Many of my clients are focused on task completion and transaction failures, since these are central to the issue of containment (the ratio between the number of callers who stay in self-service vs. opt-out to a customer service rep). So weve chosen a question that deals with task completion as an example. Here, we use a multiple-choice question: Based on the transactions the system says it supports, were you able to get them done? The answers were kind of shocking. Only 42.7 percent of respondents claim to have been able to do it all without hassles or re-tries. That means the majority of voice response systems are designed in such a way that the majority of callers experience errors or just dont know what to do. This spells big opportunity for speech vendors because ASR-based systems, if designed properly, can be easier interaction-wise. To be fair, even a well-designed touch-tone system can allow callers to do transactions without retries. Especially for power users, who are typically partial to touch-tone systems.
A voice response systems credibility deals with the level of comfort or safeness a visitor experiences with the system. Credibility means that users believe what they hear and can trust the information is correct and that the people running the voice response system are trustworthy. Credibility also deals with the seriousness with which callers take the system. This is a challenging area because so much of this information is qualitative and based on subjectivity. Nonetheless, we have established many metrics on the subject and mix a good bit of quantitative analysis with the qualitative.
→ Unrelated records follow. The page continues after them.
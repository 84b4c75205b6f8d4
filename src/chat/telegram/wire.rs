//! Telegram Bot API request bodies and response shapes.

use serde::Deserialize;
use serde_json::{Value, json};

use crate::chat::{
    CallbackQuery, ChatId, IncomingMessage, InlineButton, MessageId, OutgoingMessage, ParseMode,
    Update,
};

/// Envelope wrapping every Bot API response.
#[derive(Debug, Deserialize)]
pub(super) struct ApiResponse<T> {
    pub(super) ok: bool,
    pub(super) result: Option<T>,
    pub(super) description: Option<String>,
}

#[derive(Debug, Deserialize)]
pub(super) struct WireChat {
    pub(super) id: i64,
}

#[derive(Debug, Deserialize)]
pub(super) struct WireMessage {
    pub(super) message_id: i64,
    pub(super) chat: WireChat,
    #[serde(default)]
    pub(super) text: Option<String>,
}

#[derive(Debug, Deserialize)]
pub(super) struct WireCallbackQuery {
    pub(super) id: String,
    #[serde(default)]
    pub(super) message: Option<WireMessage>,
    #[serde(default)]
    pub(super) data: Option<String>,
}

#[derive(Debug, Deserialize)]
pub(super) struct WireUpdate {
    pub(super) update_id: i64,
    #[serde(default)]
    pub(super) message: Option<WireMessage>,
    #[serde(default)]
    pub(super) callback_query: Option<WireCallbackQuery>,
}

impl WireUpdate {
    /// Converts to a domain update. Edits, channel posts, and callback
    /// queries on inline-mode messages carry nothing the bot acts on.
    pub(super) fn into_update(self) -> Option<Update> {
        if let Some(message) = self.message {
            return Some(Update::Message(IncomingMessage {
                chat_id: ChatId::new(message.chat.id),
                text: message.text,
            }));
        }

        let query = self.callback_query?;
        let message = query.message?;
        Some(Update::CallbackQuery(CallbackQuery {
            id: query.id,
            chat_id: ChatId::new(message.chat.id),
            message_id: MessageId::new(message.message_id),
            data: query.data,
        }))
    }
}

fn inline_keyboard(buttons: &[InlineButton]) -> Value {
    let row: Vec<Value> = buttons
        .iter()
        .map(|button| json!({"text": button.text, "callback_data": button.callback_data}))
        .collect();
    json!({ "inline_keyboard": [row] })
}

fn insert_presentation(body: &mut Value, message: &OutgoingMessage) {
    let Some(fields) = body.as_object_mut() else {
        return;
    };
    if message.parse_mode == ParseMode::Html {
        fields.insert("parse_mode".to_owned(), json!("HTML"));
        fields.insert("disable_web_page_preview".to_owned(), json!(true));
    }
    if !message.buttons.is_empty() {
        fields.insert("reply_markup".to_owned(), inline_keyboard(&message.buttons));
    }
}

/// Body for `sendMessage`.
pub(super) fn send_message_body(chat_id: ChatId, message: &OutgoingMessage) -> Value {
    let mut body = json!({ "chat_id": chat_id.get(), "text": message.text });
    insert_presentation(&mut body, message);
    body
}

/// Body for `editMessageText`.
pub(super) fn edit_message_body(
    chat_id: ChatId,
    message_id: MessageId,
    message: &OutgoingMessage,
) -> Value {
    let mut body = json!({
        "chat_id": chat_id.get(),
        "message_id": message_id.get(),
        "text": message.text,
    });
    insert_presentation(&mut body, message);
    body
}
Here, we tackle system persona, anthropomorphism (the imbuing of human characteristics onto an inanimate object), machine-centric versus caller-centric behavior, chatty discourse, politeness and tone of dialog. The results from surveying these issues are provocative. Whats really interesting is the prospect of de-hyping persona and getting down to what works and what doesnt work. Other important aspects of credibility deal with the timeliness of information, consistency of voices (talent), diction, accents, gender, predictability and one of my favorites: dead ends or endless loops.
The example question here deals with apologies and blame. Callers were asked to give their impression on one scale (a score of one) whether the machine was overly apologetic or on the other (a score of 10), the machine seemed to blame the caller for mistakes. Surprisingly, most respondents recorded a score of five or above, which means that the majority of systems tend to blame callers for mistakes. To be fair, less than one percent recorded an answer of 10 so its not all that terrible. But what this suggests is that too many systems take out their own failures on the caller. Clearly, blame is no incentive for callers to use automation.